Not directly. Voucher appropriations require an act of Congress. The executive branch can propose budgets and implement cuts once Congress enacts them, but it cannot unilaterally reprogram or eliminate Congressionally appropriated housing assistance funds in most circumstances. Administrative actions like slowing PHA approvals or restricting waivers are possible without legislation, but mass termination of vouchers requires a Congressional vote.
How do I find out if my local housing authority is cutting vouchers?
Contact your PHA directly by phone or in writing and ask whether it is issuing new vouchers and whether it has received any HUD guidance about funding reductions. PHAs are required to notify current participants of material changes. You can also check your PHA's website for announcements and sign up for their email list. HUD publishes PHA financial data through its FASS-PH system, though interpreting it takes some effort.
What is the difference between Section 8 cuts and Section 8 being eliminated?
A cut reduces the program's funding, which causes PHAs to serve fewer households, lower payment standards, or close waitlists. Elimination would repeal the statutory authority under 42 U.S.C. § 1437f entirely, ending the program for all 2.3 million current voucher holders. Cuts are politically feasible; complete elimination faces enormous resistance from both parties whose constituents depend on the program.
What should I do if I'm on a Section 8 waitlist and there are budget cuts?

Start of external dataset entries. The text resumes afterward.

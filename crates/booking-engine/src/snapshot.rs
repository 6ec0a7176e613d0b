//! Busy-interval snapshots with owners resolved once at ingestion.
//!
//! Upstream calendar data names an interval's owner inconsistently (id, display
//! name or email). [`BusySnapshot::ingest`] resolves each tag against the
//! registry exactly once, so the rules only ever compare resource ids.

use std::collections::HashSet;

use chrono::{DateTime, Utc};

use crate::interval::BusyInterval;
use crate::registry::ResourceRegistry;

/// A busy interval plus the id of the resource it was resolved to.
#[derive(Debug, Clone, PartialEq, Eq)]
pub struct SnapshotEntry {
    pub interval: BusyInterval,
    /// `None` when the owner tag was missing or matched no resource.
    pub owner: Option<String>,
}

impl SnapshotEntry {
    pub fn is_owned_by(&self, resource_id: &str) -> bool {
        self.owner.as_deref() == Some(resource_id)
    }
}

/// Immutable view of every busy interval for one validation or generation pass.
#[derive(Debug, Clone, Default)]
pub struct BusySnapshot {
    entries: Vec<SnapshotEntry>,
}

type DedupKey = (DateTime<Utc>, DateTime<Utc>, Option<String>, Option<String>);

impl BusySnapshot {
    /// Resolve owners, drop empty intervals and collapse exact duplicates.
    ///
    /// Entries are kept sorted by `(start, end)`. Intervals whose owner cannot
    /// be resolved are kept (they still count for the office rule) but belong
    /// to no resource.
    pub fn ingest<I>(registry: &ResourceRegistry, intervals: I) -> Self
    where
        I: IntoIterator<Item = BusyInterval>,
    {
        let mut seen: HashSet<DedupKey> = HashSet::new();
        let mut entries = Vec::new();

        for interval in intervals {
            if interval.end <= interval.start {
                tracing::warn!(
                    start = %interval.start,
                    end = %interval.end,
                    "ignoring busy interval that ends before it starts"
                );
                continue;
            }

            let owner = match interval.owner_tag.as_deref() {
                Some(tag) => match registry.resolve_owner(tag) {
                    Some(resource) => Some(resource.id.clone()),
                    None => {
                        tracing::warn!(tag, start = %interval.start, "busy interval owner matches no resource");
                        None
                    }
                },
                None => {
                    tracing::warn!(start = %interval.start, "busy interval has no owner tag");
                    None
                }
            };

            let key = (
                interval.start,
                interval.end,
                interval.location.clone(),
                owner.clone(),
            );
            if !seen.insert(key) {
                continue;
            }
            entries.push(SnapshotEntry { interval, owner });
        }

        entries.sort_by_key(|e| (e.interval.start, e.interval.end));
        Self { entries }
    }

    pub fn entries(&self) -> &[SnapshotEntry] {
        &self.entries
    }

    /// Intervals belonging to `resource_id`, ascending by start.
    pub fn owned_by<'a>(&'a self, resource_id: &'a str) -> impl Iterator<Item = &'a BusyInterval> + 'a {
        self.entries
            .iter()
            .filter(move |e| e.is_owned_by(resource_id))
            .map(|e| &e.interval)
    }

    pub fn len(&self) -> usize {
        self.entries.len()
    }

    pub fn is_empty(&self) -> bool {
        self.entries.is_empty()
    }
}
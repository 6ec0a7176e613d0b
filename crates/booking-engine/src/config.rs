//! Process-wide scheduling configuration.
//!
//! Everything here is fixed at startup: the facility calendar (timezone, lunch
//! window, horizon, slot granularity), the resource roster, the table of
//! location/weekday pairs each resource is unavailable for, and the pair of
//! resources that share virtual-meeting equipment.
//!
//! The whole document is loaded from JSON:
//!
//! ```json
//! {
//!   "facility": { "timezone": "America/Toronto", "lunch": { "start": "13:00", "end": "14:00" },
//!                 "horizon_days": 14, "slot_duration_minutes": 60 },
//!   "resources": [ { "id": "DH", "name": "Dorin Holban", "email": "dh@example.com",
//!                    "working_hours": { "start": "09:00", "end": "17:00" },
//!                    "break_minutes": 15, "max_daily_appointments": 4,
//!                    "specialties": ["divorce", "estate"] } ],
//!   "unavailability": { "DH": [ { "location": "office", "weekday": "Monday" } ] },
//!   "virtual_pair": ["DH", "TG"]
//! }
//! ```

use std::collections::HashMap;
use std::path::Path;

use chrono::{Duration, NaiveTime, Weekday};
use chrono_tz::Tz;
use serde::{Deserialize, Serialize};

use crate::error::{Result, SchedulingError};
use crate::registry::{Resource, ResourceRegistry};

const DEFAULT_TIMEZONE: Tz = chrono_tz::America::Toronto;
const DEFAULT_TIMEZONE_NAME: &str = "America/Toronto";
const DEFAULT_HORIZON_DAYS: u32 = 14;
const MAX_HORIZON_DAYS: u32 = 366;
const DEFAULT_SLOT_MINUTES: u32 = 60;

/// Serde adapter for `"HH:MM"` wall-clock times.
pub(crate) mod hhmm {
    use chrono::NaiveTime;
    use serde::{de, Deserialize, Deserializer, Serializer};

    pub fn serialize<S: Serializer>(time: &NaiveTime, serializer: S) -> Result<S::Ok, S::Error> {
        serializer.serialize_str(&time.format("%H:%M").to_string())
    }

    pub fn deserialize<'de, D: Deserializer<'de>>(deserializer: D) -> Result<NaiveTime, D::Error> {
        let raw = String::deserialize(deserializer)?;
        NaiveTime::parse_from_str(&raw, "%H:%M")
            .or_else(|_| NaiveTime::parse_from_str(&raw, "%H:%M:%S"))
            .map_err(|e| de::Error::custom(format!("invalid time '{}': {}", raw, e)))
    }
}

/// Daily lunch break observed by the whole facility.
#[derive(Debug, Clone, Copy, PartialEq, Eq, Serialize, Deserialize)]
pub struct LunchWindow {
    #[serde(with = "hhmm")]
    pub start: NaiveTime,
    #[serde(with = "hhmm")]
    pub end: NaiveTime,
}

impl Default for LunchWindow {
    fn default() -> Self {
        Self {
            start: NaiveTime::from_hms_opt(13, 0, 0).unwrap_or_default(),
            end: NaiveTime::from_hms_opt(14, 0, 0).unwrap_or_default(),
        }
    }
}

/// Facility-wide calendar constants.
#[derive(Debug, Clone, PartialEq)]
pub struct FacilityConfig {
    pub timezone: Tz,
    pub lunch: LunchWindow,
    /// Rolling look-ahead for slot generation.
    pub horizon_days: u32,
    /// Fixed length of every generated slot.
    pub slot_duration_minutes: u32,
}

impl Default for FacilityConfig {
    fn default() -> Self {
        Self {
            timezone: DEFAULT_TIMEZONE,
            lunch: LunchWindow::default(),
            horizon_days: DEFAULT_HORIZON_DAYS,
            slot_duration_minutes: DEFAULT_SLOT_MINUTES,
        }
    }
}

impl FacilityConfig {
    /// Build a facility calendar from an IANA timezone name.
    ///
    /// # Errors
    /// Returns `SchedulingError::InvalidTimezone` for an unknown timezone and
    /// `SchedulingError::InvalidInput` for an empty lunch window, a horizon
    /// outside 1..=366 days or a zero slot duration.
    pub fn new(
        timezone: &str,
        lunch: LunchWindow,
        horizon_days: u32,
        slot_duration_minutes: u32,
    ) -> Result<Self> {
        let timezone: Tz = timezone
            .parse()
            .map_err(|_| SchedulingError::InvalidTimezone(timezone.to_string()))?;
        let config = Self {
            timezone,
            lunch,
            horizon_days,
            slot_duration_minutes,
        };
        config.validate()?;
        Ok(config)
    }

    pub fn slot_duration(&self) -> Duration {
        Duration::minutes(i64::from(self.slot_duration_minutes))
    }

    fn validate(&self) -> Result<()> {
        if self.lunch.start >= self.lunch.end {
            return Err(SchedulingError::InvalidInput(
                "lunch window start must be before its end".to_string(),
            ));
        }
        if !(1..=MAX_HORIZON_DAYS).contains(&self.horizon_days) {
            return Err(SchedulingError::InvalidInput(format!(
                "horizon_days must be between 1 and {}, got {}",
                MAX_HORIZON_DAYS, self.horizon_days
            )));
        }
        if self.slot_duration_minutes == 0 {
            return Err(SchedulingError::InvalidInput(
                "slot_duration_minutes must be at least 1".to_string(),
            ));
        }
        Ok(())
    }
}

/// One location a resource does not take on one weekday.
#[derive(Debug, Clone, PartialEq, Eq, Serialize, Deserialize)]
pub struct UnavailableLocation {
    pub location: String,
    pub weekday: Weekday,
}

/// Resource id -> location/weekday pairs where that resource is unavailable.
#[derive(Debug, Clone, Default, PartialEq, Eq, Serialize, Deserialize)]
#[serde(transparent)]
pub struct LocationRules {
    unavailable: HashMap<String, Vec<UnavailableLocation>>,
}

impl LocationRules {
    pub fn new(unavailable: HashMap<String, Vec<UnavailableLocation>>) -> Self {
        Self { unavailable }
    }

    /// True if `resource_id` is marked unavailable for `location` on `weekday`.
    /// Locations compare trimmed and case-insensitively.
    pub fn is_unavailable(&self, resource_id: &str, location: &str, weekday: Weekday) -> bool {
        let location = location.trim();
        self.unavailable.get(resource_id).is_some_and(|entries| {
            entries.iter().any(|entry| {
                entry.weekday == weekday && entry.location.trim().eq_ignore_ascii_case(location)
            })
        })
    }

    fn resource_ids(&self) -> impl Iterator<Item = &str> {
        self.unavailable.keys().map(String::as_str)
    }
}

/// Two resources that share one set of virtual-meeting equipment.
#[derive(Debug, Clone, PartialEq, Eq)]
pub struct VirtualPair {
    first: String,
    second: String,
}

impl VirtualPair {
    /// # Errors
    /// Returns `SchedulingError::InvalidInput` when both ids are the same.
    pub fn new(first: impl Into<String>, second: impl Into<String>) -> Result<Self> {
        let (first, second) = (first.into(), second.into());
        if first == second {
            return Err(SchedulingError::InvalidInput(format!(
                "virtual pair needs two distinct resources, got {} twice",
                first
            )));
        }
        Ok(Self { first, second })
    }

    /// The other member of the pair, if `resource_id` belongs to it.
    pub fn partner_of(&self, resource_id: &str) -> Option<&str> {
        if resource_id == self.first {
            Some(&self.second)
        } else if resource_id == self.second {
            Some(&self.first)
        } else {
            None
        }
    }

    pub fn members(&self) -> [&str; 2] {
        [&self.first, &self.second]
    }
}

#[derive(Debug, Deserialize)]
struct FacilityDocument {
    #[serde(default = "default_timezone_name")]
    timezone: String,
    #[serde(default)]
    lunch: LunchWindow,
    #[serde(default = "default_horizon_days")]
    horizon_days: u32,
    #[serde(default = "default_slot_minutes")]
    slot_duration_minutes: u32,
}

impl Default for FacilityDocument {
    fn default() -> Self {
        Self {
            timezone: default_timezone_name(),
            lunch: LunchWindow::default(),
            horizon_days: DEFAULT_HORIZON_DAYS,
            slot_duration_minutes: DEFAULT_SLOT_MINUTES,
        }
    }
}

fn default_timezone_name() -> String {
    DEFAULT_TIMEZONE_NAME.to_string()
}

fn default_horizon_days() -> u32 {
    DEFAULT_HORIZON_DAYS
}

fn default_slot_minutes() -> u32 {
    DEFAULT_SLOT_MINUTES
}

#[derive(Debug, Deserialize)]
struct ConfigDocument {
    #[serde(default)]
    facility: FacilityDocument,
    resources: Vec<Resource>,
    #[serde(default)]
    unavailability: LocationRules,
    #[serde(default)]
    virtual_pair: Option<(String, String)>,
}

/// The complete, validated scheduling configuration.
#[derive(Debug, Clone)]
pub struct SchedulingConfig {
    pub facility: FacilityConfig,
    pub registry: ResourceRegistry,
    pub location_rules: LocationRules,
    pub virtual_pair: Option<VirtualPair>,
}

impl SchedulingConfig {
    /// Assemble a configuration, checking that the virtual pair refers to
    /// registered resources.
    ///
    /// # Errors
    /// Returns `SchedulingError::NotFound` when a virtual-pair member is not in
    /// the registry.
    pub fn new(
        facility: FacilityConfig,
        registry: ResourceRegistry,
        location_rules: LocationRules,
        virtual_pair: Option<VirtualPair>,
    ) -> Result<Self> {
        if let Some(pair) = &virtual_pair {
            for member in pair.members() {
                registry.get(member)?;
            }
        }
        for id in location_rules.resource_ids() {
            if !registry.contains(id) {
                tracing::warn!("unavailability entry for unknown resource {id} is ignored");
            }
        }
        Ok(Self {
            facility,
            registry,
            location_rules,
            virtual_pair,
        })
    }

    /// Parse and validate a JSON configuration document.
    pub fn from_json(json: &str) -> Result<Self> {
        let doc: ConfigDocument = serde_json::from_str(json)?;
        let facility = FacilityConfig::new(
            &doc.facility.timezone,
            doc.facility.lunch,
            doc.facility.horizon_days,
            doc.facility.slot_duration_minutes,
        )?;
        let registry = ResourceRegistry::new(doc.resources)?;
        let virtual_pair = doc
            .virtual_pair
            .map(|(first, second)| VirtualPair::new(first, second))
            .transpose()?;
        Self::new(facility, registry, doc.unavailability, virtual_pair)
    }

    /// Read and parse a JSON configuration file.
    pub fn from_path(path: impl AsRef<Path>) -> Result<Self> {
        let json = std::fs::read_to_string(path)?;
        Self::from_json(&json)
    }
}
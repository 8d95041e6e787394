//! Ground station location

use serde::{Deserialize, Serialize};

/// Earth equatorial radius (km)
pub const R_EARTH_KM: f64 = 6378.137;

/// Mean Earth radius used for great-circle distances (km)
const R_EARTH_MEAN_KM: f64 = 6371.0;

/// WGS-84 flattening
const WGS84_FLATTENING: f64 = 1.0 / 298.257_223_563;

/// Geodetic position of the receiving terminal.
#[derive(Debug, Clone, Copy, PartialEq, Serialize, Deserialize)]
pub struct GroundStation {
    #[serde(alias = "lat", alias = "latitude")]
    pub latitude_deg: f64,
    #[serde(alias = "lon", alias = "longitude")]
    pub longitude_deg: f64,
    /// Altitude above the WGS-84 ellipsoid (m)
    #[serde(default, alias = "alt", alias = "altitude")]
    pub altitude_m: f64,
}

impl GroundStation {
    pub fn new(latitude_deg: f64, longitude_deg: f64, altitude_m: f64) -> Self {
        Self {
            latitude_deg,
            longitude_deg,
            altitude_m,
        }
    }

    pub fn is_valid(&self) -> bool {
        (-90.0..=90.0).contains(&self.latitude_deg)
            && (-180.0..=360.0).contains(&self.longitude_deg)
            && self.altitude_m.is_finite()
    }

    /// Position in Earth-centred Earth-fixed coordinates (km).
    pub fn to_ecef_km(&self) -> [f64; 3] {
        let lat = self.latitude_deg.to_radians();
        let lon = self.longitude_deg.to_radians();
        let alt_km = self.altitude_m / 1000.0;

        let f = WGS84_FLATTENING;
        let e2 = 2.0 * f - f * f;
        let sin_lat = lat.sin();
        let cos_lat = lat.cos();
        let n = R_EARTH_KM / (1.0 - e2 * sin_lat * sin_lat).sqrt();

        [
            (n + alt_km) * cos_lat * lon.cos(),
            (n + alt_km) * cos_lat * lon.sin(),
            (n * (1.0 - e2) + alt_km) * sin_lat,
        ]
    }

    /// Great-circle (haversine) distance to another station (km).
    pub fn distance_km(&self, other: &GroundStation) -> f64 {
        let phi1 = self.latitude_deg.to_radians();
        let phi2 = other.latitude_deg.to_radians();
        let dphi = phi2 - phi1;
        let dlambda = (other.longitude_deg - self.longitude_deg).to_radians();
        let a = (dphi / 2.0).sin().powi(2) + phi1.cos() * phi2.cos() * (dlambda / 2.0).sin().powi(2);
        2.0 * R_EARTH_MEAN_KM * a.sqrt().min(1.0).asin()
    }
}
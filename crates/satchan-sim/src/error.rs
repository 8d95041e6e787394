//! Error types for orbit collaborators

use thiserror::Error;

/// Result type for orbit construction
pub type OrbitResult<T> = Result<T, OrbitError>;

#[derive(Debug, Clone, PartialEq, Error)]
pub enum OrbitError {
    /// Trajectory descriptor cannot describe a bound orbit above the Earth
    #[error("invalid orbital elements: {0}")]
    InvalidElements(String),

    #[error("invalid ground station: {0}")]
    InvalidStation(String),
}

#[cfg(test)]
mod tests {
    use super::*;

    #[test]
    fn test_display() {
        let err = OrbitError::InvalidElements("eccentricity 1.2 >= 1".into());
        assert_eq!(err.to_string(), "invalid orbital elements: eccentricity 1.2 >= 1");
    }
}
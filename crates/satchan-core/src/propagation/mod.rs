//! Propagation sub-models
//!
//! Each submodule implements one physical effect on the Earth-space path.
//! They are deliberately small pure functions; [`crate::link_budget`]
//! composes them in dependency order.

pub mod antenna;
pub mod gaseous;
pub mod ionosphere;
pub mod polarization;
pub mod rain;
pub mod refraction;
pub mod scintillation;
pub mod shadowing;

/// Floor applied to sin(elevation) wherever it divides a path length.
pub const MIN_SIN_ELEVATION: f64 = 0.01;

/// Speed of light in m/ns (equivalently m·GHz).
pub const C_M_PER_NS: f64 = 0.299_792_458;

/// sin(elevation) floored at [`MIN_SIN_ELEVATION`].
///
/// Covers the horizon and anything below it, so slant-path terms stay
/// finite and positive.
pub fn slant_sin(elevation_deg: f64) -> f64 {
    let s = elevation_deg.to_radians().sin();
    if s.is_finite() {
        s.max(MIN_SIN_ELEVATION)
    } else {
        MIN_SIN_ELEVATION
    }
}

#[cfg(test)]
mod tests {
    use super::*;

    #[test]
    fn test_slant_sin_floor() {
        assert_eq!(slant_sin(0.0), MIN_SIN_ELEVATION);
        assert_eq!(slant_sin(-30.0), MIN_SIN_ELEVATION);
        assert!((slant_sin(90.0) - 1.0).abs() < 1e-12);
        assert!((slant_sin(30.0) - 0.5).abs() < 1e-12);
    }
}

Apply to multiple open waitlists in different jurisdictions now, before cuts take effect. Waitlists close faster during budget uncertainty as PHAs pull back. Check voucherready.com for currently open lists. Keep your application information updated with every PHA where you're listed. If you're offered a voucher, accept it promptly; delays often result in the offer being rescinded.
Do Section 8 cuts affect landlords with existing HAP contracts?
Existing HAP contracts remain in force for their duration; PHAs owe you the agreed payment as long as funding is available. The risk for landlords comes at renewal: lower payment standards at contract renewal could reduce what the PHA pays. Landlords should review their contracts' renewal terms and ask their PHA about its payment standard trajectory before planning any rent increases tied to HAP payments.
Has Section 8 ever been cut this severely before?
The 2013 sequestration cut tenant-based rental assistance by about $938 million in one year, causing roughly 140,000 fewer families to be served. That was about a 5% cut. The proposals being discussed in 2025 are four to eight times larger in percentage terms. The program has never faced a confirmed enacted cut of 20 to 40% in a single cycle in its modern form.
What is a block grant conversion and how would it affect vouchers?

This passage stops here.